* [What you will do]:
Retype the records in full, keeping each character as it is.

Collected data
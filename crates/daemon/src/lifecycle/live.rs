// SPDX-License-Identifier: BUSL-1.1
// Copyright (c) 2026 Alfred Jean LLC

//! In-memory map of live executions.
//!
//! Primary key is the execution id; a secondary `app_id → execution_id`
//! index is maintained under the same lock, so resolution by either
//! form is a lookup, not a scan. At most one live handle exists per
//! application.

use std::collections::HashMap;
use std::path::PathBuf;

use chrono::{DateTime, Utc};
use parking_lot::RwLock;

use vea_core::{AppId, AppKind, AppState, ExecutionId};

/// Hot cache entry for one live (running or paused) execution.
#[derive(Debug, Clone)]
pub struct LiveHandle {
    pub execution_id: ExecutionId,
    pub app_id: AppId,
    pub name: String,
    pub kind: AppKind,
    pub container_handle: String,
    pub status: AppState,
    pub started_at: DateTime<Utc>,
    pub data_path: PathBuf,
}

#[derive(Default)]
struct Maps {
    by_exec: HashMap<String, LiveHandle>,
    by_app: HashMap<String, String>,
}

/// The live-handle map. Reads never block lifecycle mutation for long;
/// both indexes mutate together under one writer lock.
#[derive(Default)]
pub struct LiveMap {
    inner: RwLock<Maps>,
}

impl LiveMap {
    pub fn new() -> Self {
        Self::default()
    }

    /// Install a handle, replacing any previous execution of the same
    /// application.
    pub fn insert(&self, handle: LiveHandle) {
        let mut maps = self.inner.write();
        if let Some(old_exec) = maps.by_app.remove(handle.app_id.as_str()) {
            maps.by_exec.remove(&old_exec);
        }
        maps.by_app
            .insert(handle.app_id.as_str().to_string(), handle.execution_id.as_str().to_string());
        maps.by_exec.insert(handle.execution_id.as_str().to_string(), handle);
    }

    pub fn get_by_exec(&self, execution_id: &str) -> Option<LiveHandle> {
        self.inner.read().by_exec.get(execution_id).cloned()
    }

    pub fn get_by_app(&self, app_id: &str) -> Option<LiveHandle> {
        let maps = self.inner.read();
        maps.by_app.get(app_id).and_then(|exec| maps.by_exec.get(exec)).cloned()
    }

    /// Resolve an execution id to its owning application.
    pub fn app_for_exec(&self, execution_id: &str) -> Option<AppId> {
        self.inner.read().by_exec.get(execution_id).map(|h| h.app_id.clone())
    }

    pub fn remove_by_app(&self, app_id: &str) -> Option<LiveHandle> {
        let mut maps = self.inner.write();
        let exec = maps.by_app.remove(app_id)?;
        maps.by_exec.remove(&exec)
    }

    /// Update the cached status; false when the app has no live handle.
    pub fn set_status(&self, app_id: &str, status: AppState) -> bool {
        let mut maps = self.inner.write();
        let Some(exec) = maps.by_app.get(app_id).cloned() else {
            return false;
        };
        match maps.by_exec.get_mut(&exec) {
            Some(handle) => {
                handle.status = status;
                true
            }
            None => false,
        }
    }

    pub fn len(&self) -> usize {
        self.inner.read().by_exec.len()
    }

    pub fn is_empty(&self) -> bool {
        self.len() == 0
    }

    pub fn snapshot(&self) -> Vec<LiveHandle> {
        let mut handles: Vec<LiveHandle> = self.inner.read().by_exec.values().cloned().collect();
        handles.sort_by(|a, b| a.app_id.cmp(&b.app_id));
        handles
    }
}

#[cfg(test)]
#[path = "live_tests.rs"]
mod tests;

* [Response]:
filename crates/daemon/src/lifecycle/live.rs
// SPDX-License-Identifier: BUSL-1.1
// Copyright (c) 2026 Alfred Jean LLC

//! In-memory map of live executions.
//!
//! Primary key is the execution id; a secondary `app_id → execution_id`
//! index is maintained under the same lock, so resolution by either
//! form is a lookup, not a scan. At most one live handle exists per
//! application.

use std::collections::HashMap;
use std::path::PathBuf;

use chrono::{DateTime, Utc};
use parking_lot::RwLock;

use vea_core::{AppId, AppKind, AppState, ExecutionId};

/// Hot cache entry for one live (running or paused) execution.
#[derive(Debug, Clone)]
pub struct LiveHandle {
    pub execution_id: ExecutionId,
    pub app_id: AppId,
    pub name: String,
    pub kind: AppKind,
    pub container_handle: String,
    pub status: AppState,
    pub started_at: DateTime<Utc>,
    pub data_path: PathBuf,
}

#[derive(Default)]
struct Maps {
    by_exec: HashMap<String, LiveHandle>,
    by_app: HashMap<String, String>,
}

/// The live-handle map. Reads never block lifecycle mutation for long;
/// both indexes mutate together under one writer lock.
#[derive(Default)]
pub struct LiveMap {
    inner: RwLock<Maps>,
}

impl LiveMap {
    pub fn new() -> Self {
        Self::default()
    }

    /// Install a handle, replacing any previous execution of the same
    /// application.
    pub fn insert(&self, handle: LiveHandle) {
        let mut maps = self.inner.write();
        if let Some(old_exec) = maps.by_app.remove(handle.app_id.as_str()) {
            maps.by_exec.remove(&old_exec);
        }
        maps.by_app
            .insert(handle.app_id.as_str().to_string(), handle.execution_id.as_str().to_string());
        maps.by_exec.insert(handle.execution_id.as_str().to_string(), handle);
    }

    pub fn get_by_exec(&self, execution_id: &str) -> Option<LiveHandle> {
        self.inner.read().by_exec.get(execution_id).cloned()
    }

    pub fn get_by_app(&self, app_id: &str) -> Option<LiveHandle> {
        let maps = self.inner.read();
        maps.by_app.get(app_id).and_then(|exec| maps.by_exec.get(exec)).cloned()
    }

    /// Resolve an execution id to its owning application.
    pub fn app_for_exec(&self, execution_id: &str) -> Option<AppId> {
        self.inner.read().by_exec.get(execution_id).map(|h| h.app_id.clone())
    }

    pub fn remove_by_app(&self, app_id: &str) -> Option<LiveHandle> {
        let mut maps = self.inner.write();
        let exec = maps.by_app.remove(app_id)?;
        maps.by_exec.remove(&exec)
    }

    /// Update the cached status; false when the app has no live handle.
    pub fn set_status(&self, app_id: &str, status: AppState) -> bool {
        let mut maps = self.inner.write();
        let Some(exec) = maps.by_app.get(app_id).cloned() else {
            return false;
        };
        match maps.by_exec.get_mut(&exec) {
            Some(handle) => {
                handle.status = status;
                true
            }
            None => false,
        }
    }

    pub fn len(&self) -> usize {
        self.inner.read().by_exec.len()
    }

    pub fn is_empty(&self) -> bool {
        self.len() == 0
    }

    pub fn snapshot(&self) -> Vec<LiveHandle> {
        let mut handles: Vec<LiveHandle> = self.inner.read().by_exec.values().cloned().collect();
        handles.sort_by(|a, b| a.app_id.cmp(&b.app_id));
        handles
    }
}

#[cfg(test)]
#[path = "live_tests.rs"]
mod tests;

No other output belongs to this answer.